The FDA Are Banning The Use Of Powdered Medical Gloves.On December 19, 2016, the Food and Drug Administration (FDA) published the final rule banning the use of powdered gloves in health care because exposure to the gloves poses “unreasonable and substantial risk of illness or injury.” The rule goes into effect on January 19, 2017, thirty days after publication in the Federal Register.
The FDA explains the gloves pose risks to both patients and health care providers. The patient is at risk when internal organs and tissue are exposed to the powder. Patients and health professionals can suffer severe airway inflammation and hypersensitivity reactions. Powder particles may trigger an immune response, causing tissue to form around the particles (granulomas) or scar tissue formation (adhesions), which can lead to surgical complications.
The agency proposed the ban in March 2016. Efforts were already underway to phase out the use powdered surgeons’ gloves, powdered exam gloves, and absorbable powder for lubricating surgeons’ gloves. Professional societies had advocated a ban, and many large health systems have already restricted or completely ended the use of these products. Dr. Jeffrey Shuren, director of the FDA’s Center for Devices and Radiological Health, said the ban “is about protecting patients and health care professionals from a danger they might not even be aware of.”
Dangers of Powdered Gloves
Powder is sometimes added to gloves to make it easier to put them on and take them off. But aerosolized glove powder on natural rubber latex gloves can carry proteins that may cause respiratory allergic reactions. Powdered gloves are associated with airway inflammation, wound inflammation, and post-surgical adhesions—bands of fibrous scar tissue that form between internal organs and tissues. The FDA said medical gloves “play a significant role in protecting patients,” but health care providers, and other individuals in close proximity to powdered gloves are at risk.
The attorneys at Parker Waichman LLP note that talcum powder has also been associated with ovarian cancer in women who use talcum powder for feminine hygiene.

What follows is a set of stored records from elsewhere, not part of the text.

//! # Duplicate-Reply Filter
//!
//! A Bloom filter over content hashes of replies a requester already has.
//! Hashes are "mingled" with a per-filter 32-bit mutator before insertion so
//! that the same reply maps to different bits in different filters; the
//! mutator travels next to the filter bytes on the wire.
//!
//! False positives (a new reply treated as known) are tolerated. False
//! negatives are impossible: a hash that was added always tests positive.

use crate::block::Key;

/// Number of bit positions set per hash.
pub const BLOOMFILTER_K: usize = 16;

/// Smallest filter size in bytes.
pub const MIN_FILTER_SIZE: usize = 8;

/// Largest filter size in bytes.
pub const MAX_FILTER_SIZE: usize = 1 << 15;

/// Filter size (bytes) for `entry_count` known replies: the smallest power of
/// two that is at least [`MIN_FILTER_SIZE`] and `entry_count * K / 4`.
pub fn compute_filter_size(entry_count: usize) -> usize {
    let ideal = entry_count.saturating_mul(BLOOMFILTER_K) / 4;
    if entry_count > MAX_FILTER_SIZE {
        return MAX_FILTER_SIZE;
    }
    let mut size = MIN_FILTER_SIZE;
    while size < MAX_FILTER_SIZE && size < ideal {
        size *= 2;
    }
    size.min(MAX_FILTER_SIZE)
}

/// Combine `hash` with a filter mutator.
pub fn mingle(hash: &Key, mutator: u32) -> Key {
    let pad = blake3::hash(&mutator.to_be_bytes());
    let mut out = *hash;
    for (byte, m) in out.iter_mut().zip(pad.as_bytes()) {
        *byte ^= m;
    }
    out
}

#[derive(Clone, PartialEq, Eq)]
pub struct ReplyFilter {
    bits: Vec<u8>,
    mutator: u32,
}

impl ReplyFilter {
    /// Empty filter of `size` bytes (rounded up to a power of two, at least 1).
    pub fn with_size(size: usize, mutator: u32) -> Self {
        let size = size.max(1).next_power_of_two();
        Self { bits: vec![0u8; size], mutator }
    }

    /// Adopt filter bytes received from a peer. Returns `None` unless the
    /// length is a non-zero power of two.
    pub fn from_bytes(bytes: &[u8], mutator: u32) -> Option<Self> {
        if bytes.is_empty() || !bytes.len().is_power_of_two() {
            return None;
        }
        Some(Self { bits: bytes.to_vec(), mutator })
    }

    /// Fresh filter sized for `hashes` containing all of them.
    pub fn for_replies(hashes: &[Key], mutator: u32) -> Self {
        let mut filter = Self::with_size(compute_filter_size(hashes.len()), mutator);
        for hash in hashes {
            filter.insert(hash);
        }
        filter
    }

    fn positions(&self, hash: &Key) -> [usize; BLOOMFILTER_K] {
        let mingled = mingle(hash, self.mutator);
        let mut stream = [0u8; BLOOMFILTER_K * 4];
        blake3::Hasher::new()
            .update(&mingled)
            .finalize_xof()
            .fill(&mut stream);
        let bit_count = self.bits.len() * 8;
        let mut out = [0usize; BLOOMFILTER_K];
        for (slot, chunk) in out.iter_mut().zip(stream.chunks_exact(4)) {
            let word = u32::from_be_bytes([chunk[0], chunk[1], chunk[2], chunk[3]]);
            *slot = word as usize % bit_count;
        }
        out
    }

    pub fn insert(&mut self, hash: &Key) {
        for pos in self.positions(hash) {
            self.bits[pos / 8] |= 1 << (pos % 8);
        }
    }

    pub fn contains(&self, hash: &Key) -> bool {
        self.positions(hash)
            .iter()
            .all(|&pos| self.bits[pos / 8] & (1 << (pos % 8)) != 0)
    }

    /// Report whether `hash` was present, inserting it either way.
    pub fn test_and_set(&mut self, hash: &Key) -> bool {
        let present = self.contains(hash);
        if !present {
            self.insert(hash);
        }
        present
    }

    pub fn as_bytes(&self) -> &[u8] {
        &self.bits
    }

    pub fn mutator(&self) -> u32 {
        self.mutator
    }

    pub fn size(&self) -> usize {
        self.bits.len()
    }
}

impl std::fmt::Debug for ReplyFilter {
    fn fmt(&self, f: &mut std::fmt::Formatter<'_>) -> std::fmt::Result {
        f.debug_struct("ReplyFilter")
            .field("size", &self.bits.len())
            .field("mutator", &self.mutator)
            .finish()
    }
}

#[cfg(test)]
mod tests {
    use super::*;
    use crate::block::content_hash;

    #[test]
    fn sizes_are_bounded_powers_of_two() {
        assert_eq!(compute_filter_size(0), MIN_FILTER_SIZE);
        assert_eq!(compute_filter_size(2), MIN_FILTER_SIZE);
        assert_eq!(compute_filter_size(3), 16);
        assert_eq!(compute_filter_size(100), 512);
        assert_eq!(compute_filter_size(1_000_000), MAX_FILTER_SIZE);
        for n in [1, 7, 33, 900, 9000] {
            assert!(compute_filter_size(n).is_power_of_two());
        }
    }

    #[test]
    fn no_false_negatives() {
        let hashes: Vec<Key> = (0..200u32).map(|i| content_hash(&i.to_be_bytes())).collect();
        let filter = ReplyFilter::for_replies(&hashes, 0xdead_beef);
        for hash in &hashes {
            assert!(filter.contains(hash));
        }
    }

    #[test]
    fn mutator_changes_bit_layout() {
        let hash = content_hash(b"reply");
        let mut a = ReplyFilter::with_size(64, 1);
        let mut b = ReplyFilter::with_size(64, 2);
        a.insert(&hash);
        b.insert(&hash);
        assert_ne!(a.as_bytes(), b.as_bytes());
    }

    #[test]
    fn received_bytes_must_be_power_of_two() {
        assert!(ReplyFilter::from_bytes(&[0u8; 24], 0).is_none());
        assert!(ReplyFilter::from_bytes(&[], 0).is_none());
        let filter = ReplyFilter::from_bytes(&[0u8; 32], 5).unwrap();
        assert_eq!(filter.size(), 32);
        assert_eq!(filter.mutator(), 5);
    }

    #[test]
    fn test_and_set_reports_prior_presence() {
        let hash = content_hash(b"x");
        let mut filter = ReplyFilter::with_size(128, 77);
        assert!(!filter.test_and_set(&hash));
        assert!(filter.test_and_set(&hash));
    }

    #[test]
    fn filter_survives_wire_transfer() {
        let hash = content_hash(b"known");
        let filter = ReplyFilter::for_replies(&[hash], 12345);
        let received = ReplyFilter::from_bytes(filter.as_bytes(), filter.mutator()).unwrap();
        assert!(received.contains(&hash));
    }
}
//! # Load Estimation
//!
//! Converts a stream of delay samples (milliseconds) into a load score used
//! for admission control. The score is the number of standard deviations the
//! fast running average sits above the long-term mean:
//!
//! | Load | Meaning |
//! |------|---------|
//! | `0.0` | running average at or below the mean |
//! | `N` | running average N standard deviations above the mean |
//! | [`LOAD_SATURATED`] | a pathological sample was observed |
//!
//! The estimator is not synchronized; the dispatch actor is its only writer.

/// Samples above this value (ms) saturate the load instead of being folded in.
pub const MAX_SAMPLE: u64 = 64 * 1024;

/// Load reported after a sample above [`MAX_SAMPLE`].
pub const LOAD_SATURATED: f64 = 100.0;

/// Variance floor used when rounding drives the estimate to zero or below.
const MIN_VARIANCE: f64 = 0.01;

/// Weight of the previous running average (`avg = (avg * 7 + sample) / 8`).
const RUNAVG_WEIGHT: f64 = 7.0;

/// Running load statistic over delay samples.
#[derive(Clone, Debug, Default)]
pub struct LoadValue {
    cumulative_delay: u64,
    cumulative_squared_delay: u64,
    sample_count: u64,
    runavg_delay: f64,
    load: f64,
}

impl LoadValue {
    pub fn new() -> Self {
        Self::default()
    }

    /// Fold a new delay sample (ms) into the statistic.
    pub fn update(&mut self, sample: u64) {
        if sample > MAX_SAMPLE {
            self.load = LOAD_SATURATED;
            return;
        }
        self.cumulative_delay = self.cumulative_delay.saturating_add(sample);
        self.cumulative_squared_delay = self
            .cumulative_squared_delay
            .saturating_add(sample.saturating_mul(sample));
        self.sample_count += 1;
        self.runavg_delay = (self.runavg_delay * RUNAVG_WEIGHT + sample as f64) / (RUNAVG_WEIGHT + 1.0);
        self.recalculate();
    }

    fn recalculate(&mut self) {
        if self.sample_count <= 1 {
            return;
        }
        let n = self.sample_count as f64;
        let sum = self.cumulative_delay as f64;
        let mean = sum / n;
        let mut variance =
            (self.cumulative_squared_delay as f64 - 2.0 * mean * sum + n * mean * mean) / (n - 1.0);
        if variance <= 0.0 {
            variance = MIN_VARIANCE;
        }
        let stddev = variance.sqrt();
        self.load = if self.runavg_delay < mean {
            0.0
        } else {
            (self.runavg_delay - mean) / stddev
        };
    }

    /// Current load score.
    pub fn load(&self) -> f64 {
        self.load
    }

    /// Mean of all folded samples, `0.0` before the first sample.
    pub fn average(&self) -> f64 {
        if self.sample_count == 0 {
            return 0.0;
        }
        self.cumulative_delay as f64 / self.sample_count as f64
    }

    pub fn sample_count(&self) -> u64 {
        self.sample_count
    }
}

/// Verdict of the datastore admission test for a given priority.
#[derive(Clone, Copy, Debug, PartialEq, Eq)]
pub enum LoadVerdict {
    /// Load below 1: serve without charging priority.
    Free,
    /// Load covered by the offered priority.
    Normal,
    /// Load exceeds what the priority can buy.
    TooHigh,
}

impl LoadVerdict {
    /// Classify `load` against the priority a requester offers.
    pub fn classify(load: f64, priority: u32) -> Self {
        if load < 1.0 {
            Self::Free
        } else if load <= priority as f64 {
            Self::Normal
        } else {
            Self::TooHigh
        }
    }
}

#[cfg(test)]
mod tests {
    use super::*;

    #[test]
    fn average_is_zero_before_samples() {
        let load = LoadValue::new();
        assert_eq!(load.average(), 0.0);
        assert_eq!(load.load(), 0.0);
    }

    #[test]
    fn steady_samples_report_no_load() {
        let mut load = LoadValue::new();
        for _ in 0..50 {
            load.update(100);
        }
        assert_eq!(load.average(), 100.0);
        assert_eq!(load.load(), 0.0);
    }

    #[test]
    fn burst_above_mean_raises_load() {
        let mut load = LoadValue::new();
        for i in 0..100 {
            load.update(10 + (i % 3));
        }
        for _ in 0..5 {
            load.update(500);
        }
        assert!(load.load() > 1.0, "load was {}", load.load());
    }

    #[test]
    fn falling_delays_report_zero() {
        let mut load = LoadValue::new();
        for _ in 0..20 {
            load.update(1000);
        }
        for _ in 0..20 {
            load.update(1);
        }
        assert_eq!(load.load(), 0.0);
    }

    #[test]
    fn oversized_sample_saturates_without_folding() {
        let mut load = LoadValue::new();
        load.update(5);
        load.update(MAX_SAMPLE + 1);
        assert_eq!(load.load(), LOAD_SATURATED);
        assert_eq!(load.sample_count(), 1);
        assert_eq!(load.average(), 5.0);
    }

    #[test]
    fn verdict_thresholds() {
        assert_eq!(LoadVerdict::classify(0.5, 0), LoadVerdict::Free);
        assert_eq!(LoadVerdict::classify(3.0, 3), LoadVerdict::Normal);
        assert_eq!(LoadVerdict::classify(3.5, 3), LoadVerdict::TooHigh);
        assert_eq!(LoadVerdict::classify(99.5, 100), LoadVerdict::Normal);
    }
}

Powder used in all types of gloves has been associated with serious adverse events, including severe airway inflammation, hypersensitivity reactions, allergic reactions (including asthma), lung inflammation and damage, granulomas, and peritoneal adhesions. Respiratory allergic reactions can also result from proteins in aerosolized glove powder, the FDA notes.
The FDA determined that the ban would not cause a glove shortage. The ban is not likely to impact medical practice because there are non-powdered protective gloves available that provide protection, dexterity, and performance without any of the risks associated with powdered gloves. A transition to alternative gloves “should not result in any detriment to public health,” according to the FDA.
Rarely Used FDA Authority to Ban Devices
Under the Federal Food, Drug and Cosmetic Act, the FDA has the authority to ban a medical device intended for human use if the agency finds substantial deception about the benefits of the device or the device poses an unreasonable and substantial risk of illness or injury, which cannot be corrected by a change in the labeling.
The FDA rarely acts on this authority and in most instances, the manufacturer initiates a device recall. The glove ban is only the second time the FDA has banned a device. The first ban was for prosthetic hair fibers. The FDA found the fibers did not stimulate hair growth or conceal baldness, but their implantation could actually cause serious infections, illness, and injuries. The FDA believed the labeling and advertising materials “misrepresented the device as safe, effective, and causing little or no discomfort, among other misleading claims.”
The agency has proposed a third ban, this one on the use of electrical stimulation devices to treat self-injurious or aggressive behavior. These devices administer electrical shocks through electrodes attached to the individual’s skin to attempt to condition them to stop engaging in self-injurious or aggressive behaviors. Many people exposed to these devices have who have these devices have intellectual or developmental disabilities that make it difficult for them to communicate pain or consent. The devices are associated with are a psychological and physical risks including depression, anxiety, worsening of self-injurious behavior, pain, burns, and tissue damage. These risks cannot be eliminated through new or updated labeling, and the FDA believes a ban in necessary to protect public health.
In determining whether to ban a device, the FDA weighs the risks and benefits of the device and compares those to other devices and treatments currently in use. The agency also considers whether a change in labeling mitigates the risk. The FDA evaluates the medical literature and can also convene a panel of outside experts, discuss concerns with professional societies, and review input from health care professionals and patients. The FDA does not need actual proof of illness or injury to ban a device but only needs to find that a device presents the required degree of risk based on all available data and information.
If the FDA decides to initiate a ban on a device, a notice of proposed rulemaking must be published in the Federal Register and there must be a comment period of at least 30 days then when the interested parties can comment on the proposed ban. In some cases, the FDA can put a ban in place as soon as it is published in the Federal Register. This procedure may be used when the FDA believes exposure to the device will endanger the health of individuals. Even when a ban takes effect immediately on publication in the Federal Register, a public comment period must be provided. Interested persons may request an informal hearing to discuss the ban.